De qualquer forma, o
problema com a ideia é bem mais sério do que a escolha a dedo do período e a
desconsideração de fatores sazonais.
Para começar porque
nenhum BC que siga o regime de metas para a inflação toma decisões com base na
inflação passada, seja em 3, 6 ou 12 meses. O máximo que um BC pode fazer
acerca da inflação acumulada nos últimos 12 meses é avaliar se suas escolhas anteriores
de política monetária foram adequadas ou não. Pode ser surpreendente para
Nakano, mas decisões sobre taxas de juros hoje não conseguem mudar a inflação
passada. O tempo, este ser voraz, insiste em correr numa única direção…
Ademais, os efeitos da
política monetária costumam se manifestar sobre a inflação com defasagem
considerável.  BCs tomam decisões hoje
que irão afetar a inflação alguns trimestres à frente, o intervalo preciso
dependente das características particulares de cada economia.
Não é, portanto, o
passado, mas a perspectiva sobre o futuro, considerando inclusive a própria
ação do BC, que guia as decisões acerca da taxa de juros. Aliás, é por este
motivo que BCs adeptos do regime de metas costumam publicar suas previsões
acerca do comportamento futuro da inflação (no caso do Brasil, por exemplo, por
meio do Relatório Trimestral de Inflação, RTI). É também por conta
disto que as expectativas inflacionárias dos agentes desempenham papel central
na operação do regime.
Obviamente previsões
estão sujeitas a vários tipos de problemas. Mesmo que um BC soubesse com
exatidão todos os parâmetros relevantes da economia (o que não é o caso),
restam elementos imponderáveis, como clima, crises externas, etc., que podem
mudar o comportamento da inflação independentemente da postura da política
monetária.
É como se o arqueiro
lançasse hoje a seta, mas esta só chegasse ao alvo meses depois e sujeita a
todo tipo de interferência. Diga-se, aliás, que é precisamente por esta razão
que o arqueiro deve mirar o centro do alvo; caso mire muito acima, ou muito
abaixo, aumentam as chances que as interferências acabem jogando a seta para
fora dele.

Nada do que foi dito
aqui está além do bê-á-bá do funcionamento de um regime de metas para a
inflação. Qualquer um que acompanhe um mínimo do debate e tenha gastado um
tanto de seu tempo para ler o RTI está a par destes temas, mas,
como se viu, não se trata do caso de Nakano. Mais estudo e menos palpite
poderiam contribuir muito para o debate, mas este parece ser um mato de onde
coelho algum há de sair um dia.
(Publicado 20/Ago/2014)

21 thoughts on “No mato sem coelho

  1. Alexandre, sei que você não é muito de responder a comentários dos seus leitores, mas adoraria ler o que você pensa sobre o Mantega, no Estadão, criticar o Armínio Fraga (na verdade, gostaria de ver a sua cara):
    "O ministro da Fazenda, Guido Mantega, criticou nesta quinta-feira 28 o ex-presidente do Banco Central Arminio Fraga, que apoia a candidatura do tucano Aécio Neves à presidência, e disse ter medo de um governo diferente e das propostas que têm ouvido de candidatos da oposição que concorrem com a presidente Dilma Rousseff (PT).

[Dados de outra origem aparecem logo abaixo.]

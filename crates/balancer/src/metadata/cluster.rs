//! Cluster metadata

use chrono::{DateTime, Utc};
use serde::{Deserialize, Serialize};
use std::collections::BTreeMap;

use super::{NodeId, NodeInfo, NodeStatus, PlacementPath, TableId, TableInfo, TabletId, TabletInfo};
use crate::action::{ActionKind, BalancerAction};
use crate::error::{ConfigError, DispatchError};
use crate::policy::{PlacementPolicy, TablePolicy};

/// Cluster metadata
///
/// Complete in-process cluster state: topology, tables, tablet assignment and
/// placement policy. `version` advances on every topology or policy change
/// (not on tablet creation or deletion) and drives the topology watcher.
#[derive(Debug, Clone, Serialize, Deserialize)]
pub struct ClusterMetadata {
    /// Cluster name
    pub name: String,
    /// Creation time
    pub created_at: DateTime<Utc>,
    /// Last update time
    pub updated_at: DateTime<Utc>,
    /// Topology/policy version
    pub version: u64,
    /// Node information
    pub nodes: BTreeMap<NodeId, NodeInfo>,
    /// Tables
    pub tables: BTreeMap<TableId, TableInfo>,
    /// Tablet assignment
    pub tablets: BTreeMap<TabletId, TabletInfo>,
    /// Cluster-wide placement policy
    pub placement: PlacementPolicy,
    /// Per-table placement overrides
    pub table_placement: BTreeMap<TableId, PlacementPolicy>,
    /// Preferred leader zones, in priority order
    pub preferred_zones: Vec<PlacementPath>,
    /// Whether system tables follow the preferred zones
    pub system_tables_use_preferred_zones: bool,
}

impl ClusterMetadata {
    /// Create new cluster
    pub fn new(name: String) -> Self {
        let now = Utc::now();
        Self {
            name,
            created_at: now,
            updated_at: now,
            version: 0,
            nodes: BTreeMap::new(),
            tables: BTreeMap::new(),
            tablets: BTreeMap::new(),
            placement: PlacementPolicy::default(),
            table_placement: BTreeMap::new(),
            preferred_zones: Vec::new(),
            system_tables_use_preferred_zones: false,
        }
    }

    /// Bump version and timestamp
    fn touch(&mut self) {
        self.updated_at = Utc::now();
        self.version += 1;
    }

    /// Register node
    ///
    /// Registration counts as a heartbeat. Returns whether the node is new.
    pub fn register_node(&mut self, mut node: NodeInfo) -> bool {
        let is_new = !self.nodes.contains_key(&node.id);
        node.status = NodeStatus::Unknown;
        node.touch();
        self.nodes.insert(node.id.clone(), node);
        self.touch();
        is_new
    }

    /// Remove node
    ///
    /// Replicas hosted by the node stay in their tablets' replica sets until the
    /// balancer replaces them.
    pub fn remove_node(&mut self, node_id: &NodeId) -> Option<NodeInfo> {
        let node = self.nodes.remove(node_id)?;
        self.reelect_leaders_of(node_id);
        self.touch();
        Some(node)
    }

    /// Update node heartbeat
    pub fn node_heartbeat(&mut self, node_id: &NodeId) -> bool {
        let Some(node) = self.nodes.get_mut(node_id) else {
            return false;
        };
        let before = node.status;
        node.touch();
        if node.status != before {
            self.touch();
        }
        true
    }

    /// Set node status, returns false for unknown nodes
    pub fn set_node_status(&mut self, node_id: &NodeId, status: NodeStatus) -> bool {
        let Some(node) = self.nodes.get_mut(node_id) else {
            return false;
        };
        if node.status != status {
            node.status = status;
            if status == NodeStatus::Dead {
                self.reelect_leaders_of(node_id);
            }
            self.touch();
        }
        true
    }

    /// Move leadership of tablets led by a lost node to a surviving replica
    fn reelect_leaders_of(&mut self, node_id: &NodeId) {
        let led: Vec<TabletId> = self
            .tablets
            .values()
            .filter(|t| t.is_led_by(node_id))
            .map(|t| t.id.clone())
            .collect();
        for tablet_id in led {
            if let Some(tablet) = self.tablets.get_mut(&tablet_id) {
                tablet.leader = None;
            }
            self.elect_leader(&tablet_id);
        }
    }

    /// Create a table with explicit initial replica lists, one per tablet
    ///
    /// The first replica of each tablet becomes its leader.
    pub fn create_table(
        &mut self,
        table: TableInfo,
        replica_sets: Vec<Vec<NodeId>>,
    ) -> Result<Vec<TabletInfo>, String> {
        if self.tables.contains_key(&table.id) {
            return Err(format!("Table {} already exists", table.id));
        }
        for node_id in replica_sets.iter().flatten() {
            if !self.nodes.contains_key(node_id) {
                return Err(format!("Node {} does not exist", node_id));
            }
        }

        let replication_factor = self.placement_for(&table.id).replication_factor;
        let mut created = Vec::with_capacity(replica_sets.len());
        for (i, replicas) in replica_sets.into_iter().enumerate() {
            let mut tablet = TabletInfo::new(
                format!("{}-tablet-{:04}", table.id, i),
                table.id.clone(),
                replication_factor,
            );
            for node_id in replicas {
                tablet.add_replica(node_id);
            }
            if let Some(leader) = tablet.replicas.first().cloned() {
                tablet.set_leader(leader);
            }
            self.tablets.insert(tablet.id.clone(), tablet.clone());
            created.push(tablet);
        }

        self.tables.insert(table.id.clone(), table);
        self.updated_at = Utc::now();
        Ok(created)
    }

    /// Delete a table and its tablets
    pub fn delete_table(&mut self, table_id: &TableId) -> Option<Vec<TabletInfo>> {
        self.tables.remove(table_id)?;
        let ids: Vec<TabletId> = self
            .tablets
            .values()
            .filter(|t| &t.table == table_id)
            .map(|t| t.id.clone())
            .collect();
        let removed = ids
            .iter()
            .filter_map(|id| self.tablets.remove(id))
            .collect();
        self.table_placement.remove(table_id);
        self.updated_at = Utc::now();
        Some(removed)
    }

    /// Placement policy in force for a table
    pub fn placement_for(&self, table_id: &TableId) -> &PlacementPolicy {
        self.table_placement.get(table_id).unwrap_or(&self.placement)
    }

    /// Policy reported to the balancer for a table
    pub fn table_policy(&self, table_id: &TableId) -> Option<TablePolicy> {
        let table = self.tables.get(table_id)?;
        Some(TablePolicy {
            placement: self.placement_for(table_id).clone(),
            preferred_zones: self.preferred_zones.clone(),
            leader_affinity: !table.system || self.system_tables_use_preferred_zones,
            system: table.system,
        })
    }

    /// Replace the cluster-wide placement policy
    pub fn set_placement(&mut self, policy: PlacementPolicy) {
        let replication_factor = policy.replication_factor;
        self.placement = policy;
        let overridden: Vec<TableId> = self.table_placement.keys().cloned().collect();
        for tablet in self.tablets.values_mut() {
            if !overridden.contains(&tablet.table) {
                tablet.replication_factor = replication_factor;
            }
        }
        self.touch();
    }

    /// Override the placement policy of one table
    pub fn set_table_placement(
        &mut self,
        table_id: &TableId,
        policy: PlacementPolicy,
    ) -> Result<(), ConfigError> {
        if !self.tables.contains_key(table_id) {
            return Err(ConfigError::UnknownTable(table_id.clone()));
        }
        for tablet in self.tablets.values_mut().filter(|t| &t.table == table_id) {
            tablet.replication_factor = policy.replication_factor;
        }
        self.table_placement.insert(table_id.clone(), policy);
        self.touch();
        Ok(())
    }

    /// Replace the preferred zone list
    pub fn set_preferred_zones(&mut self, zones: Vec<PlacementPath>) {
        self.preferred_zones = zones;
        self.touch();
    }

    pub fn set_system_tables_use_preferred_zones(&mut self, enabled: bool) {
        self.system_tables_use_preferred_zones = enabled;
        self.touch();
    }

    /// Check that an action can be applied to the current state
    pub fn validate_action(&self, action: &BalancerAction) -> Result<(), DispatchError> {
        let tablet = self
            .tablets
            .get(&action.tablet)
            .ok_or_else(|| DispatchError::UnknownTablet(action.tablet.clone()))?;

        if let Some(dest) = &action.destination {
            let accepts = self.nodes.get(dest).map(|n| n.accepts_data()).unwrap_or(false);
            if !accepts {
                return Err(DispatchError::IneligibleNode(dest.clone()));
            }
        }

        match action.kind {
            ActionKind::AddReplica | ActionKind::MoveReplica => {
                let dest = action.destination.as_ref().ok_or_else(|| {
                    DispatchError::Rejected(format!("{} without destination", action.kind))
                })?;
                if tablet.has_replica(dest) {
                    return Err(DispatchError::Rejected(format!(
                        "Tablet {} already has a replica on {}",
                        tablet.id, dest
                    )));
                }
            }
            _ => {}
        }

        match action.kind {
            ActionKind::RemoveReplica | ActionKind::MoveReplica => {
                let source = action.source.as_ref().ok_or_else(|| {
                    DispatchError::Rejected(format!("{} without source", action.kind))
                })?;
                if !tablet.has_replica(source) {
                    return Err(DispatchError::Rejected(format!(
                        "Tablet {} has no replica on {}",
                        tablet.id, source
                    )));
                }
            }
            ActionKind::TransferLeader => {
                let dest = action.destination.as_ref().ok_or_else(|| {
                    DispatchError::Rejected("TRANSFER_LEADER without destination".to_string())
                })?;
                if !tablet.has_replica(dest) {
                    return Err(DispatchError::Rejected(format!(
                        "Tablet {} has no replica on {}",
                        tablet.id, dest
                    )));
                }
                if tablet.leader != action.source {
                    return Err(DispatchError::Rejected(format!(
                        "Tablet {} is not led by {:?}",
                        tablet.id, action.source
                    )));
                }
            }
            ActionKind::AddReplica => {}
        }
        Ok(())
    }

    /// Apply an action to the tablet assignment
    pub fn apply_action(&mut self, action: &BalancerAction) -> Result<(), DispatchError> {
        self.validate_action(action)?;

        let tablet = self
            .tablets
            .get_mut(&action.tablet)
            .ok_or_else(|| DispatchError::UnknownTablet(action.tablet.clone()))?;

        if let Some(dest) = &action.destination {
            match action.kind {
                ActionKind::AddReplica | ActionKind::MoveReplica => tablet.add_replica(dest.clone()),
                ActionKind::TransferLeader => {
                    tablet.set_leader(dest.clone());
                }
                ActionKind::RemoveReplica => {}
            }
        }
        if let Some(source) = &action.source {
            if matches!(action.kind, ActionKind::RemoveReplica | ActionKind::MoveReplica) {
                tablet.remove_replica(source);
            }
        }

        self.elect_leader(&action.tablet);
        self.updated_at = Utc::now();
        Ok(())
    }

    /// Elect the lowest-id alive replica of a leaderless tablet
    pub fn elect_leader(&mut self, tablet_id: &TabletId) -> Option<NodeId> {
        let tablet = self.tablets.get(tablet_id)?;
        if tablet.leader.is_some() {
            return tablet.leader.clone();
        }
        let mut candidates: Vec<&NodeId> = tablet
            .replicas
            .iter()
            .filter(|id| self.nodes.get(*id).map(|n| n.accepts_data()).unwrap_or(false))
            .collect();
        candidates.sort();
        let leader = candidates.first().map(|id| (*id).clone())?;
        if let Some(tablet) = self.tablets.get_mut(tablet_id) {
            tablet.set_leader(leader.clone());
        }
        Some(leader)
    }

    /// Replicas hosted by a node, optionally restricted to one table
    pub fn node_load(&self, node_id: &NodeId, table: Option<&TableId>) -> usize {
        self.tablets
            .values()
            .filter(|t| table.map(|id| &t.table == id).unwrap_or(true))
            .filter(|t| t.has_replica(node_id))
            .count()
    }

    /// Leaders hosted by a node
    pub fn node_leaders(&self, node_id: &NodeId) -> usize {
        self.tablets.values().filter(|t| t.is_led_by(node_id)).count()
    }

    /// Get cluster statistics
    pub fn stats(&self) -> ClusterStats {
        ClusterStats {
            total_nodes: self.nodes.len(),
            alive_nodes: self
                .nodes
                .values()
                .filter(|n| n.status == NodeStatus::Alive)
                .count(),
            total_tables: self.tables.len(),
            total_tablets: self.tablets.len(),
            leaderless_tablets: self.tablets.values().filter(|t| t.leader.is_none()).count(),
            version: self.version,
        }
    }
}

/// Cluster statistics
#[derive(Debug, Clone, Serialize, Deserialize)]
pub struct ClusterStats {
    pub total_nodes: usize,
    pub alive_nodes: usize,
    pub total_tables: usize,
    pub total_tablets: usize,
    pub leaderless_tablets: usize,
    pub version: u64,
}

    Segundo ele, "tem gente" que diz que vai mudar o rumo atual da economia e que "isso é motivo de grande preocupação". "Tem um candidato aí que era presidente do Banco Central e não entregou a meta da inflação", afirmou, em referência à candidatura de Aécio, que anunciou que seu ministro da Fazenda será Arminio Fraga caso seja eleito presidente.

    Mantega também disse que os personagens "são os mesmos" e que muito lhe preocupa a política monetária que tem ouvido nas propostas dos candidatos. Na avaliação do ministro, podemos voltar aos "juros estratosféricos", uma vez que "estão falando que vão combater a inflação de forma radical. "Impedimos a valorização cambial porque muita gente usou a valorização como âncora para baixar inflação, e nós não fizemos isso, que eu chamo de populismo cambial", criticou."

  2. Não entendi bem o que li. Era isso que Milton Friedman pregava lá em Chicago ?

    "… Na campanha de 2010, Marina foi assessorada na política social por Ricardo Paes de Barros, grande especialista na área, e hoje na Secretaria de Assuntos Estratégicos da Presidência da República. Barros, que participou da criação do Bolsa-Famíia, é doutor em Economia pela liberal Universidade de Chicago e tem grande interlocução com economistas de linha mais ortodoxa, como os da PUC-Rio ou da Escola de Pós-Graduação em Economia (EPGE) da FGV-Rio. Na verdade, Barros é intensamente admirado pela grande maioria dos economistas ortodoxos brasileiros, e já sofreu restrições de acadêmicos com inclinações mais heterodoxas e desenvolvimentistas …"

    fonte: http://blogs.estadao.com.br/fernando-dantas/por-que-o-mercado-comprou-marina/

  3. Sr. Alexandre,
    Por ser leigo em economia, tenho várias dúvidas.

    A política monetária é baseada (entre outras coisas) nas previsões de inflação, as quais são feitas por modelos econométricos. Mas esses modelos não usam a inflação passada como dado de entrada?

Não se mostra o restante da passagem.